Task details
Please say how many lines in the records contain the word "nodes", giving only the number.

Given information
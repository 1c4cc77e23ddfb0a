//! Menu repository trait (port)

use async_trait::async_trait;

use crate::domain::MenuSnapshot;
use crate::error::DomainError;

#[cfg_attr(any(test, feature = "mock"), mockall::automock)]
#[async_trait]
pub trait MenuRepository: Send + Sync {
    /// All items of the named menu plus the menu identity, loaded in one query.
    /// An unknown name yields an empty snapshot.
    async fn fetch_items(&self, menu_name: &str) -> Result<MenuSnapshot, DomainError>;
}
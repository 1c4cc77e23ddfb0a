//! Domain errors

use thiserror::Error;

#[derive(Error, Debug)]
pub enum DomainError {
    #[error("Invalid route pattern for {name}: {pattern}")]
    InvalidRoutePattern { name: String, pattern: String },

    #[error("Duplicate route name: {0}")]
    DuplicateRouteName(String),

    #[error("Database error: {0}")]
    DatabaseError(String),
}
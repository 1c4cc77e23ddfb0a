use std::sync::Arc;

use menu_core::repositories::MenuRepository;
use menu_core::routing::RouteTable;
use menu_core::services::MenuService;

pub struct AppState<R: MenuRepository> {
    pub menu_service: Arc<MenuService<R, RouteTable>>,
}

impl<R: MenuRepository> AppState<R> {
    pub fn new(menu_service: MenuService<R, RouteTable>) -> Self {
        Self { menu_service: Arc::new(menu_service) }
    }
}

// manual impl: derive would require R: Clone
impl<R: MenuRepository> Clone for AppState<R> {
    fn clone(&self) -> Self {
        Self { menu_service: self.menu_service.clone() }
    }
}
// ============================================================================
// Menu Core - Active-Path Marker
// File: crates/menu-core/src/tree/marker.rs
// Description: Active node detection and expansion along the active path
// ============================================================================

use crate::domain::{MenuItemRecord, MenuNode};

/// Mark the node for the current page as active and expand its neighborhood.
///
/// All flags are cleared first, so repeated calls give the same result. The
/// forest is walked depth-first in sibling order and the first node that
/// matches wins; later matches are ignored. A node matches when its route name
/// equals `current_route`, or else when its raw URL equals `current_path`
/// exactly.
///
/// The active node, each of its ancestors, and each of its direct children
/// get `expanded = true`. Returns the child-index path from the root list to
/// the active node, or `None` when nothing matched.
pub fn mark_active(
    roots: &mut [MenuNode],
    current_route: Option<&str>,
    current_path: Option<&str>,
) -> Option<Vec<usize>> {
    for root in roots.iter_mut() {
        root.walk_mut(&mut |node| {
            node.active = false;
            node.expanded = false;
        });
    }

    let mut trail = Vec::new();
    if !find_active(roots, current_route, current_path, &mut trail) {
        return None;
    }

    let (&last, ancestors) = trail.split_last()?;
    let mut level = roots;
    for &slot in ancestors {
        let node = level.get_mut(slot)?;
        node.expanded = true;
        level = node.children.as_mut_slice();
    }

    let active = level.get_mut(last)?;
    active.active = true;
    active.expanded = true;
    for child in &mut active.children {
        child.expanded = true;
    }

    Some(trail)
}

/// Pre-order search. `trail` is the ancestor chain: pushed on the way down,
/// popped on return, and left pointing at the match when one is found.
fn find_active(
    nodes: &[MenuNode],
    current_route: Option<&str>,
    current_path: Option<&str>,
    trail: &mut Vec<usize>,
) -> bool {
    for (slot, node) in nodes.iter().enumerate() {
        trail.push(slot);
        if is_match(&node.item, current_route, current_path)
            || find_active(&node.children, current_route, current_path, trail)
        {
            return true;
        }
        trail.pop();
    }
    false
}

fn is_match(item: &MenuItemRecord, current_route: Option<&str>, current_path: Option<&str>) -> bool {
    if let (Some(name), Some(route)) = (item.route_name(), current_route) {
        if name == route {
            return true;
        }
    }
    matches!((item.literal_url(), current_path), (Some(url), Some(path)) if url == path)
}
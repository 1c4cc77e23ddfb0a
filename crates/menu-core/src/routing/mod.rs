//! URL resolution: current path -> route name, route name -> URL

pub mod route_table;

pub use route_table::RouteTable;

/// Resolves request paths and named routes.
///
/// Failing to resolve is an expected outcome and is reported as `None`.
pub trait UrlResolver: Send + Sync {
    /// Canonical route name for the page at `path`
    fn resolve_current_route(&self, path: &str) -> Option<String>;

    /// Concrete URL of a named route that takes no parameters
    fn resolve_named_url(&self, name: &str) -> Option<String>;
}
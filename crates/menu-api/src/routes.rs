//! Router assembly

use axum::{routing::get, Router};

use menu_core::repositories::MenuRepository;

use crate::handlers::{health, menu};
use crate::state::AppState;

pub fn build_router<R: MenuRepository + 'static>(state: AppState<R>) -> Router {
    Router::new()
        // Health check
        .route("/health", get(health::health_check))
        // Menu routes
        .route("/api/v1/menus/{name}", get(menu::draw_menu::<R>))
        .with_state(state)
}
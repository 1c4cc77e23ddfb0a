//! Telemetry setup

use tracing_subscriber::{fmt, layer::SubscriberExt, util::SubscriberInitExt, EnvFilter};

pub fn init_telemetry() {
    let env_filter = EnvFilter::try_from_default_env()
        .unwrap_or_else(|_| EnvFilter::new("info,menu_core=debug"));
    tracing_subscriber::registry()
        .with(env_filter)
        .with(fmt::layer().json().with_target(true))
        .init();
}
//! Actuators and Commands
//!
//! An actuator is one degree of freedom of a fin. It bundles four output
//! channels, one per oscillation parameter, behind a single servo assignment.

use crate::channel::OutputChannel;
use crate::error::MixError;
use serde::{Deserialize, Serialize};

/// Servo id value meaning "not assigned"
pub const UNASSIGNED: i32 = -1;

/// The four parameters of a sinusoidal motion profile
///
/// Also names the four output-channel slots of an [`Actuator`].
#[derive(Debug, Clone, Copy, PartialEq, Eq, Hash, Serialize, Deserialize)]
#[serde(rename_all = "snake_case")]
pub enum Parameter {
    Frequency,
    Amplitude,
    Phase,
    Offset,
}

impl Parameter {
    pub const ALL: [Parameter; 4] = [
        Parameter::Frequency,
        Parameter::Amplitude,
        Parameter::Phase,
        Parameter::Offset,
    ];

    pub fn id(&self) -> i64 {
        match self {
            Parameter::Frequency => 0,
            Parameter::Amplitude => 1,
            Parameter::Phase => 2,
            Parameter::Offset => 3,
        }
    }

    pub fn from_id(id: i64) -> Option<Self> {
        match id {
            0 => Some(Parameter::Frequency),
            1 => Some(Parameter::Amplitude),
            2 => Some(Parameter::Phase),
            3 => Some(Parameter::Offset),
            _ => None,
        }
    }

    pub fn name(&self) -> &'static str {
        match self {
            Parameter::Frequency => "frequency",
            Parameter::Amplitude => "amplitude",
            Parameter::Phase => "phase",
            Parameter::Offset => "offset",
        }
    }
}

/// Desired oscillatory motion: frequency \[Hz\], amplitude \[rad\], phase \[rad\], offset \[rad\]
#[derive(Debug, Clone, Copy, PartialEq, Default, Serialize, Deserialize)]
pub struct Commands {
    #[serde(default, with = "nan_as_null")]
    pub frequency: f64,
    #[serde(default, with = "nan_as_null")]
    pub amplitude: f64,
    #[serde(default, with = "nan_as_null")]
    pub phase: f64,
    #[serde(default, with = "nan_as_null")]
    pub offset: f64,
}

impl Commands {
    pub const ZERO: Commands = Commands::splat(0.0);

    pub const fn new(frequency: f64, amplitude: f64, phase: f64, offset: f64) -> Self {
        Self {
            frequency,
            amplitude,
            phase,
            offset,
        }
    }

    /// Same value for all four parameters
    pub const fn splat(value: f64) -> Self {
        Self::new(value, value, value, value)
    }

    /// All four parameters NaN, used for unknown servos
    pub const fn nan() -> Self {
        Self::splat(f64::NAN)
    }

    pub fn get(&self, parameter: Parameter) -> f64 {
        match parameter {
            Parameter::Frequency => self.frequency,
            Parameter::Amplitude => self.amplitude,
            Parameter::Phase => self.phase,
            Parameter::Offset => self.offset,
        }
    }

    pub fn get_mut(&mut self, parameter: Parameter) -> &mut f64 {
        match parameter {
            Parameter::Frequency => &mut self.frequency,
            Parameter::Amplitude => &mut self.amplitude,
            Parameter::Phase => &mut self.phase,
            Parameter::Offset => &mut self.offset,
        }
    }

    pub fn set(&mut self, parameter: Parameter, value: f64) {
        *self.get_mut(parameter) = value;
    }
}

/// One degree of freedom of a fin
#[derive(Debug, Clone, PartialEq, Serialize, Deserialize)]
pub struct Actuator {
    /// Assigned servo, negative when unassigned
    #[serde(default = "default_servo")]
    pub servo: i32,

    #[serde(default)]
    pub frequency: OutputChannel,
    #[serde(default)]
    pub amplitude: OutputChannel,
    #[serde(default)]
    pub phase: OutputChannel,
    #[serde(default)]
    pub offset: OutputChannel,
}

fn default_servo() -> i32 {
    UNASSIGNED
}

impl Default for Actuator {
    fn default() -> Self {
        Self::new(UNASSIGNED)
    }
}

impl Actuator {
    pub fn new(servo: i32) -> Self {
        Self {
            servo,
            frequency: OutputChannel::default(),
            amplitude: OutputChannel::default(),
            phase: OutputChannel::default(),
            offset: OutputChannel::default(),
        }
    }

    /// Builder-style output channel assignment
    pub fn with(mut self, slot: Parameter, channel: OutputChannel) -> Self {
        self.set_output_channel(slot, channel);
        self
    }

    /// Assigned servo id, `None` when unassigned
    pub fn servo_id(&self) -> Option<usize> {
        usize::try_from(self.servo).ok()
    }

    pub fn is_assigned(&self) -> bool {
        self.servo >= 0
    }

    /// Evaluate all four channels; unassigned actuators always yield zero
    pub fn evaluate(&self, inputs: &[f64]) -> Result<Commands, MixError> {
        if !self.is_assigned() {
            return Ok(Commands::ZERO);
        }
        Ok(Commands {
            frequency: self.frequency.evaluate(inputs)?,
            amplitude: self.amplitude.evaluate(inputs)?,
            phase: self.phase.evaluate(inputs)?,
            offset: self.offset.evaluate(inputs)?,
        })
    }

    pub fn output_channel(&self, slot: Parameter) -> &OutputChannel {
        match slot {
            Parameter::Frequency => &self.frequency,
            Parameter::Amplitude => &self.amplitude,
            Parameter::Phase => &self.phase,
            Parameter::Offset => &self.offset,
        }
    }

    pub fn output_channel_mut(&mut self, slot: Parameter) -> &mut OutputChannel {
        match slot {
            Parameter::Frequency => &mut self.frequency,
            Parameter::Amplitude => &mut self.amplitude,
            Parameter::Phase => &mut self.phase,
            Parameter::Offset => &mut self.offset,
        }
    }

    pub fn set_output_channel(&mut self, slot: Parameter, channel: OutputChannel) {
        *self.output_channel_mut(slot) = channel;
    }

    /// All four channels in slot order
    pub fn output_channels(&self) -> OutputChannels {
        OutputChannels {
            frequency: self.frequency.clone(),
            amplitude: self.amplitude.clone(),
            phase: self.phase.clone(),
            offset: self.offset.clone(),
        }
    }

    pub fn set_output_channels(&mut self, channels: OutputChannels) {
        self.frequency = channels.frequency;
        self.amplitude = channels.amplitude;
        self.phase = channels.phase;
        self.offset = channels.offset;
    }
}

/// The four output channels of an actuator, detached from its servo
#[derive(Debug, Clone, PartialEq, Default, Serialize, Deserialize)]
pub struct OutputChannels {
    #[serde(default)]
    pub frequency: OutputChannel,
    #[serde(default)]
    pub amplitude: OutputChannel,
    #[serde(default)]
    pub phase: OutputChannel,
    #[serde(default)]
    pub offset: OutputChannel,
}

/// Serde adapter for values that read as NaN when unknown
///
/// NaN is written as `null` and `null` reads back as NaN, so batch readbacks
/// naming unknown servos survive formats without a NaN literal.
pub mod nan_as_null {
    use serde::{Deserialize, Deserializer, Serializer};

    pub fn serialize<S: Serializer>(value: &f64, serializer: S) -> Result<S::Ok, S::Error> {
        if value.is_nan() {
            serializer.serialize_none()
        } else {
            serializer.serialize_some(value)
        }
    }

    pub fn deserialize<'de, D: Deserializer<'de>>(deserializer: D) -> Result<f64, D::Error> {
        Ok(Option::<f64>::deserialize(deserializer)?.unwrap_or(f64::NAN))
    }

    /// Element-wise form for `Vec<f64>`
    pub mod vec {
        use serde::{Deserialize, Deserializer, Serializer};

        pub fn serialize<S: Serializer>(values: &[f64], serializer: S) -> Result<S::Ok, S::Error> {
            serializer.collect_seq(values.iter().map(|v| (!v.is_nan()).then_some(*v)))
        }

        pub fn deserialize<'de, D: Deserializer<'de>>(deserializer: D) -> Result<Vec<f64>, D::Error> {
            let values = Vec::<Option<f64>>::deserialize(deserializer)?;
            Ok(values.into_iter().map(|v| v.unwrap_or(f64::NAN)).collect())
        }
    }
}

Written response
2